I put this basic framework together to give an idea of different AI/ML techniques and their applications in marketing. Do keep in mind that the combination of models and applications can number in the hundreds. This is why skilled data scientists and data engineers are so important to marketing organizations. To keep things simple I selected 12 tactics with their respective algorithms across four categories.

SEGMENTATION

Product Segmentation <> Collaborative Filtering

Journey Stage Segmentation <> Gaussian Mixture

Behavioral Segmentation <> K-Means

PREDICTION

Churn <> Logistic Regression

Conversion <> Decision Tree

Customer Lifetime Value <> Random Forest, XG Boost

PERSONALIZATION

A/B Testing <> Multi-Arm Bandit

Timing <> Sequence Analysis

Next Best Action <> Nearest Neighbor

LANGUAGE

Sentiment <> Convolutional Neural Network

Semantic Search <> OWL-Search

Content Extraction <> Support-Vector Machines

Again, any of these marketing tactics could use completely different AI/ML models or non at all depending on what we are trying to solve.

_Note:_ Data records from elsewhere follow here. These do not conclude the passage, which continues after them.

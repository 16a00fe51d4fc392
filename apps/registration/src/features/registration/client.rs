use super::RegistrationRequest;
use albergue_client::{post_json, AppError};

/// Submits a guest registration to the backend API.
pub async fn submit_registration(request: &RegistrationRequest) -> Result<(), AppError> {
    post_json("/api/registrations", request).await
}
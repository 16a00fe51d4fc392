use crate::cli::actions::Action;
use anyhow::Result;
use std::path::PathBuf;

pub fn handler(matches: &clap::ArgMatches) -> Result<Action> {
    Ok(Action::Server {
        port: matches.get_one::<u16>("port").copied().unwrap_or(8080),
        assets: matches
            .get_one::<String>("assets")
            .map(PathBuf::from)
            .unwrap_or_else(|| PathBuf::from("dist")),
        mode: matches
            .get_one::<String>("mode")
            .cloned()
            .unwrap_or_else(|| "local".to_string()),
    })
}

#[cfg(test)]
mod tests {
    use super::handler;
    use crate::cli::{actions::Action, commands};
    use std::path::PathBuf;

    #[test]
    fn handler_builds_the_server_action() {
        let matches = commands::new().get_matches_from(vec![
            "albergue-frontend",
            "--port",
            "9000",
            "--assets",
            "bundles",
            "--mode",
            "staging",
        ]);

        let Action::Server { port, assets, mode } = handler(&matches).unwrap();
        assert_eq!(port, 9000);
        assert_eq!(assets, PathBuf::from("bundles"));
        assert_eq!(mode, "staging");
    }
}
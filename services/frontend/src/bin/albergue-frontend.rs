use albergue_frontend::cli::{actions, actions::Action, start};
use anyhow::Result;

#[tokio::main]
async fn main() -> Result<()> {
    let action = start()?;

    match action {
        Action::Server { .. } => actions::server::handle(action).await?,
    }

    Ok(())
}
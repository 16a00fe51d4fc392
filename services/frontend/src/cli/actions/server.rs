use crate::api;
use crate::cli::actions::Action;
use anyhow::Result;

/// Handle the server action
pub async fn handle(action: Action) -> Result<()> {
    match action {
        Action::Server { port, assets, mode } => {
            api::serve(port, assets, mode).await?;
        }
    }

    Ok(())
}
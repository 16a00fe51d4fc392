mod app;
mod components;
mod routes;

#[cfg(target_arch = "wasm32")]
pub fn main() {
    leptos::prelude::mount_to_body(app::App);
}

#[cfg(not(target_arch = "wasm32"))]
pub fn main() {}
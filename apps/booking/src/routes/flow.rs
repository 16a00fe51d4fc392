//! First step of the booking flow: stay dates, room type and party size.
//! Validation is local; nothing leaves the browser until confirmation.

use crate::features::booking::{use_booking_store, BookingDraft, BookingErrors, RoomType};
use albergue_auth::ProtectedRoute;
use albergue_ui::{Button, Card, CardContent, CardHeader, CardTitle, SelectInput, TextInput};
use leptos::ev::SubmitEvent;
use leptos::prelude::*;
use leptos_router::hooks::use_navigate;

#[component]
pub fn BookingFlowPage() -> impl IntoView {
    view! {
        <div class="container mx-auto max-w-2xl px-4 py-8">
            <ProtectedRoute>
                <BookingForm />
            </ProtectedRoute>
        </div>
    }
}

#[component]
fn BookingForm() -> impl IntoView {
    let store = use_booking_store();
    let navigate = use_navigate();

    let initial = store.get_untracked();
    let (check_in, set_check_in) = signal(initial.check_in);
    let (check_out, set_check_out) = signal(initial.check_out);
    let (guests, set_guests) = signal(initial.guests.to_string());
    let (room_type, set_room_type) = signal(initial.room_type.value().to_string());
    let errors = RwSignal::new(BookingErrors::default());

    let on_submit = move |event: SubmitEvent| {
        event.prevent_default();

        let draft = BookingDraft {
            check_in: check_in.get_untracked(),
            check_out: check_out.get_untracked(),
            guests: guests.get_untracked().trim().parse().unwrap_or(0),
            room_type: RoomType::from_value(&room_type.get_untracked())
                .unwrap_or(RoomType::Shared),
        };

        let validation = draft.validate();
        if validation.is_empty() {
            store.set(draft);
            navigate("/confirmation", Default::default());
        } else {
            errors.set(validation);
        }
    };

    view! {
        <Card>
            <CardHeader>
                <CardTitle>"Nueva Reserva"</CardTitle>
            </CardHeader>
            <CardContent>
                <form on:submit=on_submit>
                    <TextInput
                        id="check-in"
                        label="Check-in"
                        input_type="date"
                        value=check_in
                        on_input=Callback::new(move |value| set_check_in.set(value))
                        error=Signal::derive(move || errors.get().check_in)
                    />
                    <TextInput
                        id="check-out"
                        label="Check-out"
                        input_type="date"
                        value=check_out
                        on_input=Callback::new(move |value| set_check_out.set(value))
                        error=Signal::derive(move || errors.get().check_out)
                    />
                    <SelectInput
                        id="room-type"
                        label="Room"
                        options=vec![
                            (
                                RoomType::Shared.value().to_string(),
                                RoomType::Shared.label().to_string(),
                            ),
                            (
                                RoomType::Private.value().to_string(),
                                RoomType::Private.label().to_string(),
                            ),
                        ]
                        value=room_type
                        on_change=Callback::new(move |value| set_room_type.set(value))
                    />
                    <TextInput
                        id="guests"
                        label="Guests"
                        input_type="number"
                        value=guests
                        on_input=Callback::new(move |value| set_guests.set(value))
                        error=Signal::derive(move || errors.get().guests)
                    />
                    <Button button_type="submit">"Continuar con la reserva"</Button>
                </form>
            </CardContent>
        </Card>
    }
}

For more on this topic, see my other blog posts on understanding and applying machine learning.

20 Mar

Notebook Thoughts: Behavioral vs Contextual Targeting

Contextual targeting is done through the use of keywords and categories. For example, we might serve an ad for Nike basketball shoes on the NBA website. Behavioral targeting relies on known user behaviors that have been tracked using cookies and is sometimes enhanced with demographic data. With third-party cookies phasing out, contextual targeting is making a comeback.

24 Feb

Notebook Thoughts: The Foundation of a Great Data Story

Telling a great data story begins with framing the what and the how of the questions we would like to answer. We can use our data to compare, diagnose and discover information or insights about relationships/connections, shifts over time and attributes/behaviors. However, the best answers usually are the product of a creative combination of approaches and datasets.

28 Mar

Notebook Thoughts: The Marketing Technology Stack

 

  1. DATA – The Data Infrastructure employs a data lake to ensure scalability, speed, and flexibility. Data integration covers all techniques to connect all varieties of structured, semi-structured, and unstructured data.
  2. MODELING – The Modeling layer is the environment to facilitate advanced models and analytics. These include: Marketing Mix Models, Machine learning, AI, Deep Learning, Segmentation, LTV, Attribution modeling, and many more. The key to this layer is to have the analytics environment and tools needed to generate these models (e.g. Python and R).
  3. PROFILING – The profiling layer  is the part of the stack in which we attribute data, metrics and measurable behaviors to build segments and individual profiles (in instances where we collect this data). We can also use our data for matching or adding profiles from 3rd party vendors.
  4. PERSONALIZATION – This Personalization layer is the part of the stack which leverages models and data to deliver content and experiences based on behavior and preference. We use the audience information from our DMP and profile creation to store preferences and deliver against those as well.
23 Feb

Notebook Thoughts: A Data Science Approach to Marketing

  1. Why, how, who and what are we trying to solve for? Are we solving a problem or seizing an opportunity? How does it align to the consumer journey?
  2. Do we have the required data? Are we buying or collecting? Is it structured or unstructured? What about variety, velocity, veracity and volume of data?
  3. What are the appropriate statistical model? Classification, regression, clustering, similarity, etc.? What about marketing models? Segmentation, propensity, etc.?
  4. What is the deliverable and how does it work? Are we delivering through dashboards? Will it need to be real time?
  5. Why should the client move forward with the recommended solution?
  6. What is the investment required?
  7. How are we going to test and optimize our proposed solution?